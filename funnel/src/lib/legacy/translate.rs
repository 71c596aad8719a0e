// This Source Code Form is subject to the terms of the Mozilla Public
// License, v. 2.0. If a copy of the MPL was not distributed with this
// file, You can obtain one at http://mozilla.org/MPL/2.0/.

//! Legacy payload shapes and the translation itself.

use serde::Deserialize;
use serde_json::{json, Value as JsonValue};

use super::table::{self, MappingRule, Reshape};
use crate::codec::json::parse_timestamp;
use crate::constants::media;
use crate::error::{
    EnvelopeError, UnknownLegacyEventError, UnrecognizedRequestError,
};
use crate::event::Event;
use crate::spec::SpecVersion;

/// The resource a legacy notification refers to. Older payloads carry
/// a bare name string, newer ones a full descriptor object.
#[derive(Debug, Clone, PartialEq, Eq, Deserialize)]
#[serde(untagged)]
pub enum LegacyResource {
    Full {
        service: Option<String>,
        name: String,
        #[serde(rename = "type")]
        kind: Option<String>,
    },
    Name(String),
}

impl LegacyResource {
    pub fn name(&self) -> &str {
        match self {
            Self::Full { name, .. } => name,
            Self::Name(name) => name,
        }
    }

    pub fn service(&self) -> Option<&str> {
        match self {
            Self::Full { service, .. } => service.as_deref(),
            Self::Name(_) => None,
        }
    }
}

/// The `context` half of the legacy two-argument interface.
#[derive(Debug, Clone, PartialEq, Eq, Deserialize)]
#[serde(rename_all = "camelCase")]
pub struct LegacyContext {
    pub event_id: String,
    #[serde(default)]
    pub timestamp: Option<String>,
    pub event_type: String,
    pub resource: LegacyResource,
}

/// Recognized wire shapes of a legacy body, tried in order.
#[derive(Debug, Deserialize)]
#[serde(untagged)]
enum LegacyShape {
    WithContext {
        context: LegacyContext,
        data: JsonValue,
    },
    Flat {
        #[serde(flatten)]
        context: LegacyContext,
        data: JsonValue,
    },
}

impl LegacyShape {
    fn into_parts(self) -> (LegacyContext, JsonValue) {
        match self {
            Self::WithContext { context, data }
            | Self::Flat { context, data } => (context, data),
        }
    }
}

/// A translated legacy notification: the canonical event plus the
/// original `(data, context)` pair.
#[derive(Debug, Clone, PartialEq)]
pub struct TranslatedEvent {
    pub event: Event,
    pub data: JsonValue,
    pub context: LegacyContext,
}

/// Translates a parsed legacy body into a canonical 1.0 event.
///
/// Bodies that carry a CloudEvents version key, or that match neither
/// recognized legacy shape, fail with [`UnrecognizedRequestError`]. A
/// well-shaped body whose event type has no table entry fails with
/// [`UnknownLegacyEventError`] naming the pair; no rule is ever
/// guessed.
pub fn translate(
    body: &JsonValue,
) -> Result<TranslatedEvent, EnvelopeError> {
    let Some(map) = body.as_object() else {
        return Err(UnrecognizedRequestError.into());
    };
    if map.contains_key("specversion")
        || map.contains_key("cloudEventsVersion")
    {
        return Err(UnrecognizedRequestError.into());
    }

    let shape: LegacyShape = serde_json::from_value(body.clone())
        .map_err(|_| UnrecognizedRequestError)?;
    let (context, data) = shape.into_parts();

    let rule = table::lookup(&context.event_type).ok_or_else(|| {
        UnknownLegacyEventError {
            service: context
                .resource
                .service()
                .unwrap_or("unknown")
                .to_owned(),
            event_type: context.event_type.clone(),
        }
    })?;

    let (resource_path, subject) = split_resource(rule, &context, &data);

    let mut builder = Event::builder()
        .spec_version(SpecVersion::V1_0)
        .id(&context.event_id)
        .source(format!("//{}/{resource_path}", rule.service))
        .event_type(rule.ce_type)
        .data_content_type(media::JSON)
        .data(reshape(rule.reshape, &context, &data));
    if let Some(raw) = &context.timestamp {
        builder = builder.time(parse_timestamp(raw)?);
    }
    if let Some(subject) = subject {
        builder = builder.subject(subject);
    }

    Ok(TranslatedEvent {
        event: builder.build()?,
        data,
        context,
    })
}

/// Splits the resource name into the `source` path and an optional
/// `subject`, per service convention.
fn split_resource(
    rule: &MappingRule,
    context: &LegacyContext,
    data: &JsonValue,
) -> (String, Option<String>) {
    let name = context.resource.name();
    if rule.service == table::service::STORAGE {
        if let Some((bucket, object)) = name.split_once("/objects/") {
            return (bucket.to_owned(), Some(format!("objects/{object}")));
        }
    }
    if rule.reshape == Reshape::FirebaseAuth {
        let subject = data
            .get("uid")
            .and_then(JsonValue::as_str)
            .map(|uid| format!("users/{uid}"));
        return (name.to_owned(), subject);
    }
    (name.to_owned(), None)
}

fn reshape(
    kind: Reshape,
    context: &LegacyContext,
    data: &JsonValue,
) -> JsonValue {
    match kind {
        Reshape::Passthrough => data.clone(),
        Reshape::WrapMessage => {
            let mut message = data.as_object().cloned().unwrap_or_default();
            message
                .insert("messageId".into(), json!(context.event_id));
            if let Some(ts) = &context.timestamp {
                message.insert("publishTime".into(), json!(ts));
            }
            json!({ "message": message })
        }
        Reshape::FirebaseAuth => {
            let mut payload = data.clone();
            if let Some(meta) = payload
                .get_mut("metadata")
                .and_then(JsonValue::as_object_mut)
            {
                for (old, new) in [
                    ("createdAt", "createTime"),
                    ("lastSignedInAt", "lastSignInTime"),
                ] {
                    if let Some(value) = meta.remove(old) {
                        meta.insert(new.into(), value);
                    }
                }
            }
            payload
        }
    }
}

#[cfg(test)]
mod tests {
    use super::*;
    use serde_json::json;

    #[test]
    fn test_translate_storage_with_context() -> Result<(), EnvelopeError> {
        let body = json!({
            "context": {
                "eventId": "1147091835525187",
                "timestamp": "2020-04-23T07:38:57.772Z",
                "eventType": "google.storage.object.finalize",
                "resource": {
                    "service": "storage.googleapis.com",
                    "name": "projects/_/buckets/some-bucket/objects/folder/Test.cs",
                    "type": "storage#object",
                },
            },
            "data": { "bucket": "some-bucket", "name": "folder/Test.cs" },
        });
        let translated = translate(&body)?;
        let event = &translated.event;
        assert_eq!(
            event.event_type(),
            "google.cloud.storage.object.v1.finalized"
        );
        assert_eq!(
            event.source(),
            "//storage.googleapis.com/projects/_/buckets/some-bucket"
        );
        assert_eq!(event.subject(), Some("objects/folder/Test.cs"));
        assert_eq!(event.id(), "1147091835525187");
        assert_eq!(event.data_content_type(), Some("application/json"));
        assert_eq!(
            event.data().as_json().unwrap(),
            &json!({ "bucket": "some-bucket", "name": "folder/Test.cs" })
        );
        // The original pair survives untouched
        assert_eq!(translated.context.event_id, "1147091835525187");
        assert_eq!(translated.data["bucket"], "some-bucket");
        Ok(())
    }

    #[test]
    fn test_translate_flat_pubsub() -> Result<(), EnvelopeError> {
        let body = json!({
            "eventId": "1215011316659232",
            "timestamp": "2020-05-18T12:13:19Z",
            "eventType": "google.pubsub.topic.publish",
            "resource": {
                "service": "pubsub.googleapis.com",
                "name": "projects/sample-project/topics/gcf-test",
                "type": "type.googleapis.com/google.pubsub.v1.PubsubMessage",
            },
            "data": {
                "data": "MTA=",
                "attributes": { "attr": "value" },
            },
        });
        let translated = translate(&body)?;
        let event = &translated.event;
        assert_eq!(
            event.event_type(),
            "google.cloud.pubsub.topic.v1.messagePublished"
        );
        assert_eq!(
            event.source(),
            "//pubsub.googleapis.com/projects/sample-project/topics/gcf-test"
        );
        let payload = event.data().as_json().unwrap();
        assert_eq!(payload["message"]["data"], "MTA=");
        assert_eq!(payload["message"]["messageId"], "1215011316659232");
        assert_eq!(
            payload["message"]["publishTime"],
            "2020-05-18T12:13:19Z"
        );
        // Two-argument data stays un-wrapped
        assert_eq!(translated.data["data"], "MTA=");
        Ok(())
    }

    #[test]
    fn test_translate_firebase_auth() -> Result<(), EnvelopeError> {
        let body = json!({
            "eventId": "aaaaaa-1111-bbbb-2222-cccccccccccc",
            "timestamp": "2020-09-29T11:32:00.123Z",
            "eventType": "providers/firebase.auth/eventTypes/user.create",
            "resource": "projects/my-project-id",
            "data": {
                "uid": "UUpby3s4spZre6kHsgVSPetzQ8l2",
                "email": "test@nowhere.com",
                "metadata": {
                    "createdAt": "2020-05-26T10:42:27Z",
                    "lastSignedInAt": "2020-10-24T11:00:00Z",
                },
            },
        });
        let translated = translate(&body)?;
        let event = &translated.event;
        assert_eq!(
            event.event_type(),
            "google.firebase.auth.user.v1.created"
        );
        assert_eq!(
            event.source(),
            "//firebaseauth.googleapis.com/projects/my-project-id"
        );
        assert_eq!(
            event.subject(),
            Some("users/UUpby3s4spZre6kHsgVSPetzQ8l2")
        );
        let meta = &event.data().as_json().unwrap()["metadata"];
        assert_eq!(meta["createTime"], "2020-05-26T10:42:27Z");
        assert_eq!(meta["lastSignInTime"], "2020-10-24T11:00:00Z");
        assert!(meta.get("createdAt").is_none());
        Ok(())
    }

    #[test]
    fn test_rejects_cloudevents_body() {
        let body = json!({"specversion": "1.0", "id": "1"});
        let err = translate(&body).unwrap_err();
        assert!(matches!(err, EnvelopeError::Unrecognized(_)));

        let body = json!({"cloudEventsVersion": "0.1", "eventID": "1"});
        let err = translate(&body).unwrap_err();
        assert!(matches!(err, EnvelopeError::Unrecognized(_)));
    }

    #[test]
    fn test_unknown_pair_is_named() {
        let body = json!({
            "eventId": "1",
            "eventType": "google.example.something.unknown",
            "resource": {
                "service": "example.googleapis.com",
                "name": "projects/p/things/t",
            },
            "data": {},
        });
        match translate(&body).unwrap_err() {
            EnvelopeError::Legacy(e) => {
                assert_eq!(e.service, "example.googleapis.com");
                assert_eq!(e.event_type, "google.example.something.unknown");
            }
            other => panic!("unexpected error: {other}"),
        }
    }

    #[test]
    fn test_malformed_shape_is_unrecognized() {
        let err = translate(&json!({"data": 1})).unwrap_err();
        assert!(matches!(err, EnvelopeError::Unrecognized(_)));
        let err = translate(&json!("just a string")).unwrap_err();
        assert!(matches!(err, EnvelopeError::Unrecognized(_)));
    }
}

--------

* Prompt *
Output the number of lines in the records above that contain the string "canonical", and no other text.

* Result of this task *
2